## WORK REQUEST:
Below this sentence is a listing; return exactly its lines from the one with "use std::collections::VecDeque;" to the one with "type PositionBucket = (LocationKey, i64, i64);", both kept, and nothing more.

------------

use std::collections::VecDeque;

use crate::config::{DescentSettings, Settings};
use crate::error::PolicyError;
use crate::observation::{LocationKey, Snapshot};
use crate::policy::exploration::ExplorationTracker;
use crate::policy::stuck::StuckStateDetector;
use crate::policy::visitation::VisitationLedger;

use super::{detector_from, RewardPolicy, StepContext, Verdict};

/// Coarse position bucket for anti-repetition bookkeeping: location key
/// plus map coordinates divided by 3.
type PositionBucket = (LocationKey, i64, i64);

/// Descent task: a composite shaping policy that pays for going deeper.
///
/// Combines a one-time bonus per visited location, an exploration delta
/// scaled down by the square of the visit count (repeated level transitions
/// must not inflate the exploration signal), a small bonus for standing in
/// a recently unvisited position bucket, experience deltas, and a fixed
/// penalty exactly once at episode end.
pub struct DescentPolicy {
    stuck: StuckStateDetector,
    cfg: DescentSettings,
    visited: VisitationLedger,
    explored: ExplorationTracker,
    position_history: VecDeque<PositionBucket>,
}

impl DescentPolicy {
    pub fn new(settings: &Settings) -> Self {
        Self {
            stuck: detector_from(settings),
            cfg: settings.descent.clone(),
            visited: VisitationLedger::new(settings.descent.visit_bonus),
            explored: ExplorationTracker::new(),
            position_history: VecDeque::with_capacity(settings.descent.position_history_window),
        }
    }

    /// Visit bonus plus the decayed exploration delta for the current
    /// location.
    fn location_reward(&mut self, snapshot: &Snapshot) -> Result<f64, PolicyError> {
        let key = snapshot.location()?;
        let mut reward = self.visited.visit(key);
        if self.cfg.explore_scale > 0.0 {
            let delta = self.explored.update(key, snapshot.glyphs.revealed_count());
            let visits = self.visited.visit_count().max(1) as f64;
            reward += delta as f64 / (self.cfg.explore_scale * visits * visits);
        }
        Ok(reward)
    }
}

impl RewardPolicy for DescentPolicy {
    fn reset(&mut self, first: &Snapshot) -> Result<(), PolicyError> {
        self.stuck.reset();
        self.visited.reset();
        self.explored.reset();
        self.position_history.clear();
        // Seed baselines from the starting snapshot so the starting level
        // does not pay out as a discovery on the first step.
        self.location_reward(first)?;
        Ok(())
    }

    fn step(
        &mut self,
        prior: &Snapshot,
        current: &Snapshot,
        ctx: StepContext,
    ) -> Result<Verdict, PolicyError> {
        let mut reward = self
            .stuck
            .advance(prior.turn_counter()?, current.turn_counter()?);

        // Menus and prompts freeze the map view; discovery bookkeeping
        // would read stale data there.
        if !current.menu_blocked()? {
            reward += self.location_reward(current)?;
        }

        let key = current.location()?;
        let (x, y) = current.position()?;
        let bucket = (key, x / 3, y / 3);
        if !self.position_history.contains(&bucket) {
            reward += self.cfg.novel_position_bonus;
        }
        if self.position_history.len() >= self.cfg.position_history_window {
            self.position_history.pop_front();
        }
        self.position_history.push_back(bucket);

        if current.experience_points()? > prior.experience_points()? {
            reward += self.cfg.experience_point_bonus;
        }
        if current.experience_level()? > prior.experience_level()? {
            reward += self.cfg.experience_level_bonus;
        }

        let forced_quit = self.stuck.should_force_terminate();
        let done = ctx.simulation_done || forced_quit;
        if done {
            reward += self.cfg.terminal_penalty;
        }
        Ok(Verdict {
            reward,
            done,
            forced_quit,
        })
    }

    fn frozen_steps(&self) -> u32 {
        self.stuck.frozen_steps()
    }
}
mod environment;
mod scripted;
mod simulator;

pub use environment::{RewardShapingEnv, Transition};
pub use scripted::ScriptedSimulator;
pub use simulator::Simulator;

------------

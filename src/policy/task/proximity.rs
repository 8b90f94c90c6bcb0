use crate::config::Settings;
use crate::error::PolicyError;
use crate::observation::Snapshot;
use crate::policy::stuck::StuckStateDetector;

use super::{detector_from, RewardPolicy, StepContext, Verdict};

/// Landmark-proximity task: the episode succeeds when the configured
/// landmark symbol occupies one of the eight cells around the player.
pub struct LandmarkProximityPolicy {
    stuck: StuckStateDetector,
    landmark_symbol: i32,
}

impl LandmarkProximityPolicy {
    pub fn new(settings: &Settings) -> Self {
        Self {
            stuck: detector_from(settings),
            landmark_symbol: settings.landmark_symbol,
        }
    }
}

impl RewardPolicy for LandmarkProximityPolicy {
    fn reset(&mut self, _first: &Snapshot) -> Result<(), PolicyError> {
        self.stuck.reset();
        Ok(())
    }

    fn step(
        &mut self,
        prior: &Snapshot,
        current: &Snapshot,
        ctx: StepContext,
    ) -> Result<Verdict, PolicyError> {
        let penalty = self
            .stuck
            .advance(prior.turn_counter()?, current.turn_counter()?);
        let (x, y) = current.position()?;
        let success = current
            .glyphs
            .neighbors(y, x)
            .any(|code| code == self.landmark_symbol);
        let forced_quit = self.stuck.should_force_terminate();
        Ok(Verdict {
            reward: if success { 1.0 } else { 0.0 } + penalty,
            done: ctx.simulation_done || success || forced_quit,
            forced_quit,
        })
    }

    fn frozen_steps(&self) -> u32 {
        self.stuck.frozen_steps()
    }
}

------------

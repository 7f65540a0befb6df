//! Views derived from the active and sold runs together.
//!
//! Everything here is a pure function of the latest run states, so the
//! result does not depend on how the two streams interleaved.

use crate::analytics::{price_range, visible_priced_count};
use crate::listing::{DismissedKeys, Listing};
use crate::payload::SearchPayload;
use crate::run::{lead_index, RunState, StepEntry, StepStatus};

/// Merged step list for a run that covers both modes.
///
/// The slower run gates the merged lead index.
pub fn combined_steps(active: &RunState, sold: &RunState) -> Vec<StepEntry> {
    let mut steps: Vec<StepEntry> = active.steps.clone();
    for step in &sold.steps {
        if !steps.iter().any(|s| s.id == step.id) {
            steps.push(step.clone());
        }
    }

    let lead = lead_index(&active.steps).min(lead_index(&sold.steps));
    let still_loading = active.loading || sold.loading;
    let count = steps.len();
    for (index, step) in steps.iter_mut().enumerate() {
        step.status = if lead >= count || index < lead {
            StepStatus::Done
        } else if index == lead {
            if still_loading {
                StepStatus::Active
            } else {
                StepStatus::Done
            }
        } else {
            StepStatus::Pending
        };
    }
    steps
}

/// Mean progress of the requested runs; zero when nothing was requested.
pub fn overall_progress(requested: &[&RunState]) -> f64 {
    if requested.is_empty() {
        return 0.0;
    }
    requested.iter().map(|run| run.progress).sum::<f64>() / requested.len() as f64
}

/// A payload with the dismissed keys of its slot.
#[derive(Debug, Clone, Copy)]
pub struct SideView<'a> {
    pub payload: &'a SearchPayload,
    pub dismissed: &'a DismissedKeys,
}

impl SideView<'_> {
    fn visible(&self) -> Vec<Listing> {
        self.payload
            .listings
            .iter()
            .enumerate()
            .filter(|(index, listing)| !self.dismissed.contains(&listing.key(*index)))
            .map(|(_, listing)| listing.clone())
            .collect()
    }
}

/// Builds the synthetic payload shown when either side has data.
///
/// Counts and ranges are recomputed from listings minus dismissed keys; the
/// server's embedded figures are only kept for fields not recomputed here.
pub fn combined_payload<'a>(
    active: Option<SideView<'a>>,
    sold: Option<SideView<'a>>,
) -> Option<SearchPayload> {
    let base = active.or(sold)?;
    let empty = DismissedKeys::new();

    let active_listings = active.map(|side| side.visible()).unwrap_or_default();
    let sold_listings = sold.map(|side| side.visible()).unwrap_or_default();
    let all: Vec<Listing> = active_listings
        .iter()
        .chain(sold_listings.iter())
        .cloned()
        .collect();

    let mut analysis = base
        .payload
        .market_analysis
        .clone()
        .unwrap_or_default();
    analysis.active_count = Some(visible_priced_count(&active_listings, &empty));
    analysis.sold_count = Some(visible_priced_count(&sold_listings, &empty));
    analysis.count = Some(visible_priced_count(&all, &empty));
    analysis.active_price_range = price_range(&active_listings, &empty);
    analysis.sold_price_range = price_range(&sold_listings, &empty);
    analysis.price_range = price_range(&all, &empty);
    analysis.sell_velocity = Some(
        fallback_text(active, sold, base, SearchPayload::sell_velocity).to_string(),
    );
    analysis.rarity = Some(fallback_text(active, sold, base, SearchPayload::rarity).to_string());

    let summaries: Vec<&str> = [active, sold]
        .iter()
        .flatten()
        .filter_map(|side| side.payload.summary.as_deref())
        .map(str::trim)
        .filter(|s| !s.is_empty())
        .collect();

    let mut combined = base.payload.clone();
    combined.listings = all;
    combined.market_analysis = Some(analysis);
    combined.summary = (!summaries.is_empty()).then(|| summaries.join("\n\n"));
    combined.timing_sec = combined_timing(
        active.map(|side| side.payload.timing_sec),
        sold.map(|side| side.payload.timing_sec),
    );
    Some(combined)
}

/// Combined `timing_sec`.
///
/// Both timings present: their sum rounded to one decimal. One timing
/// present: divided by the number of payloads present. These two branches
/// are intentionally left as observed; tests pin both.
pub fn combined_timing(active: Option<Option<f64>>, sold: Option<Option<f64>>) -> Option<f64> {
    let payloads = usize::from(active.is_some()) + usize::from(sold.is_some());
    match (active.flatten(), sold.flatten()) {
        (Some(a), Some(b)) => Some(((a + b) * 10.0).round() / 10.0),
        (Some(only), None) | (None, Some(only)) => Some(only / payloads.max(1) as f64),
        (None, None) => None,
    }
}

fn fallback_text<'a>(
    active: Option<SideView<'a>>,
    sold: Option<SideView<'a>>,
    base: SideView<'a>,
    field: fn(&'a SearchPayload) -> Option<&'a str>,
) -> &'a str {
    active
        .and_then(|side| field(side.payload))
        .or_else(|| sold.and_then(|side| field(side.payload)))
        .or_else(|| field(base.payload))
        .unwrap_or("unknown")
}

------------

## RESPONSE TO THE EXERCISE:
use std::collections::VecDeque;

use crate::config::{DescentSettings, Settings};
use crate::error::PolicyError;
use crate::observation::{LocationKey, Snapshot};
use crate::policy::exploration::ExplorationTracker;
use crate::policy::stuck::StuckStateDetector;
use crate::policy::visitation::VisitationLedger;

use super::{detector_from, RewardPolicy, StepContext, Verdict};

/// Coarse position bucket for anti-repetition bookkeeping: location key
/// plus map coordinates divided by 3.
type PositionBucket = (LocationKey, i64, i64);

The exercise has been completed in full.